- Chamkabud Location within Iran Chamkabud Location within Ilam Province
- Coordinates: 32°55′06″N 47°31′11″E﻿ / ﻿32.91833°N 47.51972°E
- Country: Iran
- Province: Ilam
- County: Abdanan
- District: Central
- Rural District: Jaberansar

Population (2016)
- • Total: 1,202
- Time zone: UTC+3:30 (IRST)

= Chamkabud, Abdanan =

Village in Ilam province, Iran

Chamkabud (چم‌کبود) (Note: Also romanized as Cham Kabud, Cham Kabūd and Cham-e Kabūd; also known as Cham Kabūd-e Pā'īn, Cham Kabūd-e-Pā’īn, and Chamkabood Bala) is a village in Jaberansar Rural District of the Central District of Abdanan County, Ilam province, Iran.
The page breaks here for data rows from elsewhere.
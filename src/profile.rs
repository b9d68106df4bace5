//! Configuration data model and profile selection
//!
//! Two select inputs form a 2-bit index choosing one of four stored IP
//! profiles. The chosen profile, together with the MAC and invert mask, is
//! cached as the [`ActiveConfiguration`] for the rest of the run.

use core::fmt;
use core::net::Ipv4Addr;

use embedded_hal::digital::InputPin;
use embedded_storage::Storage;
use log::info;

use crate::layout::{Codec, PROFILE_FIELDS, ProfileField};
use crate::store::ConfigStore;
use crate::{BoardError, Variant, config};

/// Ethernet hardware address
#[derive(Debug, Clone, Copy, PartialEq, Eq, Default)]
pub struct MacAddress(pub [u8; 6]);

impl fmt::Display for MacAddress {
    fn fmt(&self, f: &mut fmt::Formatter<'_>) -> fmt::Result {
        let m = self.0;
        write!(
            f,
            "{:02X}:{:02X}:{:02X}:{:02X}:{:02X}:{:02X}",
            m[0], m[1], m[2], m[3], m[4], m[5]
        )
    }
}

/// Output polarity flags, bit `k` belongs to the `k`th logical output
#[derive(Debug, Clone, Copy, PartialEq, Eq, Default)]
pub struct InvertMask(pub u8);

impl InvertMask {
    /// Mask with every one of `count` outputs inverted
    pub fn all(count: usize) -> Self {
        match count {
            0 => InvertMask(0),
            1..=7 => InvertMask((1u8 << count) - 1),
            _ => InvertMask(0xFF),
        }
    }

    pub fn is_inverted(self, bit: u8) -> bool {
        bit < 8 && self.0 & (1 << bit) != 0
    }

    pub fn with_bit(self, bit: u8, inverted: bool) -> Self {
        if bit >= 8 {
            return self;
        }
        if inverted {
            InvertMask(self.0 | (1 << bit))
        } else {
            InvertMask(self.0 & !(1 << bit))
        }
    }

    /// Render as one `0`/`1` per output, first output leftmost
    pub fn render(self, count: usize) -> heapless::String<8> {
        let mut out = heapless::String::new();
        for bit in 0..count.min(8) {
            let c = if self.is_inverted(bit as u8) { '1' } else { '0' };
            let _ = out.push(c);
        }
        out
    }
}

/// Validated index of one of the four stored IP profiles
#[derive(Debug, Clone, Copy, PartialEq, Eq)]
pub struct ProfileIndex(u8);

impl ProfileIndex {
    pub fn new(index: u8) -> Result<Self, BoardError> {
        if usize::from(index) < config::IP_SETS {
            Ok(ProfileIndex(index))
        } else {
            Err(BoardError::BadProfileIndex)
        }
    }

    pub fn get(self) -> u8 {
        self.0
    }

    /// Every valid index, in order
    pub fn all() -> impl Iterator<Item = ProfileIndex> {
        (0..config::IP_SETS as u8).map(ProfileIndex)
    }
}

/// One network profile as stored in an IP set block
#[derive(Debug, Clone, Copy, PartialEq, Eq)]
pub struct IpProfile {
    pub ip: Ipv4Addr,
    pub subnet_mask: Ipv4Addr,
    pub gateway: Ipv4Addr,
    /// DNS server (HTTP GET) or status report target (OSC)
    pub secondary: Ipv4Addr,
    pub listen_port: u16,
    /// Destination port for status reports, OSC only; 0 disables reports
    pub status_port: u16,
}

impl Default for IpProfile {
    fn default() -> Self {
        Self {
            ip: Ipv4Addr::UNSPECIFIED,
            subnet_mask: Ipv4Addr::UNSPECIFIED,
            gateway: Ipv4Addr::UNSPECIFIED,
            secondary: Ipv4Addr::UNSPECIFIED,
            listen_port: 0,
            status_port: 0,
        }
    }
}

/// A decoded profile value for one field
#[derive(Debug, Clone, Copy, PartialEq, Eq)]
pub enum FieldValue {
    Address(Ipv4Addr),
    Port(u16),
}

impl IpProfile {
    pub fn get(&self, field: ProfileField) -> FieldValue {
        match field {
            ProfileField::Ip => FieldValue::Address(self.ip),
            ProfileField::SubnetMask => FieldValue::Address(self.subnet_mask),
            ProfileField::Gateway => FieldValue::Address(self.gateway),
            ProfileField::Secondary => FieldValue::Address(self.secondary),
            ProfileField::ListenPort => FieldValue::Port(self.listen_port),
            ProfileField::StatusPort => FieldValue::Port(self.status_port),
        }
    }

    /// Store a value into a field; the value kind must match the field codec
    pub fn set(&mut self, field: ProfileField, value: FieldValue) -> Result<(), BoardError> {
        match (field, value) {
            (ProfileField::Ip, FieldValue::Address(a)) => self.ip = a,
            (ProfileField::SubnetMask, FieldValue::Address(a)) => self.subnet_mask = a,
            (ProfileField::Gateway, FieldValue::Address(a)) => self.gateway = a,
            (ProfileField::Secondary, FieldValue::Address(a)) => self.secondary = a,
            (ProfileField::ListenPort, FieldValue::Port(p)) => self.listen_port = p,
            (ProfileField::StatusPort, FieldValue::Port(p)) => self.status_port = p,
            _ => return Err(BoardError::InvalidIpFormat),
        }
        Ok(())
    }

    /// Encode into a block laid out per the profile field table
    pub fn encode(&self, variant: Variant, block: &mut [u8]) -> Result<(), BoardError> {
        for spec in PROFILE_FIELDS.iter().filter(|s| s.field.present_in(variant)) {
            let dst = block
                .get_mut(spec.offset..spec.offset + spec.length)
                .ok_or(BoardError::StoreBounds)?;
            match (spec.codec, self.get(spec.field)) {
                (Codec::Ipv4, FieldValue::Address(a)) => dst.copy_from_slice(&a.octets()),
                (Codec::U16Le, FieldValue::Port(p)) => dst.copy_from_slice(&p.to_le_bytes()),
                _ => return Err(BoardError::StoreBounds),
            }
        }
        Ok(())
    }

    /// Decode a block laid out per the profile field table
    pub fn decode(variant: Variant, block: &[u8]) -> Result<Self, BoardError> {
        let mut profile = IpProfile::default();
        for spec in PROFILE_FIELDS.iter().filter(|s| s.field.present_in(variant)) {
            let src = block
                .get(spec.offset..spec.offset + spec.length)
                .ok_or(BoardError::StoreBounds)?;
            let value = match spec.codec {
                Codec::Ipv4 => FieldValue::Address(Ipv4Addr::new(src[0], src[1], src[2], src[3])),
                Codec::U16Le => FieldValue::Port(u16::from_le_bytes([src[0], src[1]])),
                Codec::Bytes | Codec::Bitmask => return Err(BoardError::StoreBounds),
            };
            profile.set(spec.field, value)?;
        }
        Ok(profile)
    }
}

/// The profile in effect for this run, plus the device identity
#[derive(Debug, Clone, Copy, PartialEq, Eq)]
pub struct ActiveConfiguration {
    pub index: ProfileIndex,
    pub mac: MacAddress,
    pub invert: InvertMask,
    pub profile: IpProfile,
}

/// Read the MAC, invert mask and the selected profile from the store
pub fn load_active_configuration<S: Storage>(
    store: &mut ConfigStore<S>,
    index: u8,
) -> Result<ActiveConfiguration, BoardError> {
    let index = ProfileIndex::new(index)?;
    let mac = store.read_mac()?;
    let invert = store.read_invert()?;
    let profile = store.read_profile(index.get())?;

    info!(
        "[PROFILE] Loaded set {}: ip={} mask={} gw={} port={}",
        index.get(),
        profile.ip,
        profile.subnet_mask,
        profile.gateway,
        profile.listen_port
    );

    Ok(ActiveConfiguration {
        index,
        mac,
        invert,
        profile,
    })
}

/// Reads the two profile select inputs
pub struct ProfileSelector<A, B> {
    bit0: A,
    bit1: B,
}

impl<A: InputPin, B: InputPin> ProfileSelector<A, B> {
    pub fn new(bit0: A, bit1: B) -> Self {
        Self { bit0, bit1 }
    }

    /// Sample both inputs; the second pin is the most significant bit
    pub fn select_index(&mut self) -> Result<ProfileIndex, BoardError> {
        let low = self.bit0.is_high().map_err(|_| BoardError::Pin)?;
        let high = self.bit1.is_high().map_err(|_| BoardError::Pin)?;
        ProfileIndex::new((u8::from(high) << 1) | u8::from(low))
    }

    pub fn release(self) -> (A, B) {
        (self.bit0, self.bit1)
    }
}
It was the capital of Chamkabud Rural District until its capital was transferred to the village of Vachakab.

==Demographics==
===Ethnicity===
The village is populated by Kurds.

===Population===
At the time of the 2006 National Census, the village's population was 1,054 in 213 households, when it was in Sarabbagh District. The following census in 2011 counted 1,290 people in 332 households. The 2016 census measured the population of the village as 1,202 people in 351 households, by which time the village had been transferred to Jaberansar Rural District of the Central District.